[What is required] How many lines in the entries below contain the string "TodLoaderConfig"? Reply with the number only.

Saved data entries
========

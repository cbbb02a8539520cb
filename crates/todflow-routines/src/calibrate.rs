use serde::Deserialize;
use todflow_core::{DataStore, Outcome, Routine, UnitContext};
use todflow_parser::{iv_calibration, TodData};
use tracing::warn;

use crate::loader::DEFAULT_TOD_KEY;

#[derive(Debug, Clone, Deserialize)]
#[serde(default, deny_unknown_fields)]
pub struct CalibrateTodConfig {
    pub input_key: String,
    pub output_key: String,
}

impl Default for CalibrateTodConfig {
    fn default() -> Self {
        Self {
            input_key: DEFAULT_TOD_KEY.to_string(),
            output_key: DEFAULT_TOD_KEY.to_string(),
        }
    }
}

/// Converts detector samples from DAQ units to W using the IV
/// responsivities stored with the data.
///
/// Detectors the IV analysis had no solution for are left in DAQ units and
/// counted in a warning; downstream cuts decide what to do with them.
#[derive(Debug)]
pub struct CalibrateTod {
    config: CalibrateTodConfig,
}

impl CalibrateTod {
    pub fn new(config: CalibrateTodConfig) -> Self {
        Self { config }
    }
}

impl Routine for CalibrateTod {
    fn name(&self) -> &'static str {
        "calibrate_tod"
    }

    fn execute(
        &mut self,
        ctx: &UnitContext<'_>,
        store: &mut DataStore,
    ) -> anyhow::Result<Outcome> {
        let mut tod = store.take::<TodData>(&self.config.input_key)?;
        let cal = iv_calibration(&tod);

        let mut uncalibrated = 0usize;
        for (idx, mut row) in tod.data.outer_iter_mut().enumerate() {
            if cal.mask[idx] {
                row *= cal.values[idx];
            } else {
                uncalibrated += 1;
            }
        }
        if uncalibrated > 0 {
            warn!(
                unit = ctx.name(),
                detectors = uncalibrated,
                "detectors left in DAQ units (no IV solution)"
            );
        }

        store.set(self.config.output_key.as_str(), tod);
        Ok(Outcome::Continue)
    }
}
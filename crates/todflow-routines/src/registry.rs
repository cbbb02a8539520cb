use anyhow::{anyhow, Context, Result};
use once_cell::sync::Lazy;
use serde::de::DeserializeOwned;
use serde_json::Value;
use todflow_core::{Pipeline, PipelineConfig, Routine};

use crate::calibrate::{CalibrateTod, CalibrateTodConfig};
use crate::loader::{TodLoader, TodLoaderConfig};
use crate::optical::{FixOpticalSign, FixOpticalSignConfig};
use crate::selector::{TodSelector, TodSelectorConfig};

/// Registry entry describing one routine kind.
#[derive(Debug, Clone)]
pub struct RoutineDescriptor {
    pub kind: &'static str,
    pub description: &'static str,
}

static ROUTINES: Lazy<Vec<RoutineDescriptor>> = Lazy::new(|| {
    vec![
        RoutineDescriptor {
            kind: "tod_loader",
            description: "Load the unit's TOD from disk into the store",
        },
        RoutineDescriptor {
            kind: "tod_selector",
            description: "Veto units outside an allow-list",
        },
        RoutineDescriptor {
            kind: "fix_optical_sign",
            description: "Align detector rows with the sky-brightness sign convention",
        },
        RoutineDescriptor {
            kind: "calibrate_tod",
            description: "Convert detector samples from DAQ units to W",
        },
    ]
});

pub fn all_routine_descriptors() -> &'static [RoutineDescriptor] {
    ROUTINES.as_slice()
}

/// Builds one routine from its registered kind and raw options.
pub fn build_routine(kind: &str, options: &Value) -> Result<Box<dyn Routine>> {
    match kind {
        "tod_loader" => {
            let config: TodLoaderConfig = parse_options(kind, options)?;
            Ok(Box::new(TodLoader::new(config)))
        }
        "tod_selector" => {
            let config: TodSelectorConfig = parse_options(kind, options)?;
            Ok(Box::new(TodSelector::new(config)))
        }
        "fix_optical_sign" => {
            let config: FixOpticalSignConfig = parse_options(kind, options)?;
            Ok(Box::new(FixOpticalSign::new(config)))
        }
        "calibrate_tod" => {
            let config: CalibrateTodConfig = parse_options(kind, options)?;
            Ok(Box::new(CalibrateTod::new(config)))
        }
        other => Err(anyhow!("unknown routine kind '{other}'")),
    }
}

fn parse_options<C: DeserializeOwned>(kind: &str, options: &Value) -> Result<C> {
    serde_json::from_value(options.clone())
        .with_context(|| format!("invalid options for routine '{kind}'"))
}

/// Builds a ready-to-run pipeline from a parsed configuration: resolves the
/// unit catalog and constructs every configured routine, in order.
pub fn build_pipeline(config: &PipelineConfig) -> Result<Pipeline> {
    let mut pipeline = Pipeline::new(config.settings());
    pipeline.add_units(config.resolve_units()?);
    for spec in &config.routines {
        pipeline.add_routine(build_routine(&spec.kind, &spec.options)?);
    }
    Ok(pipeline)
}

========

[Result of the exercise] 2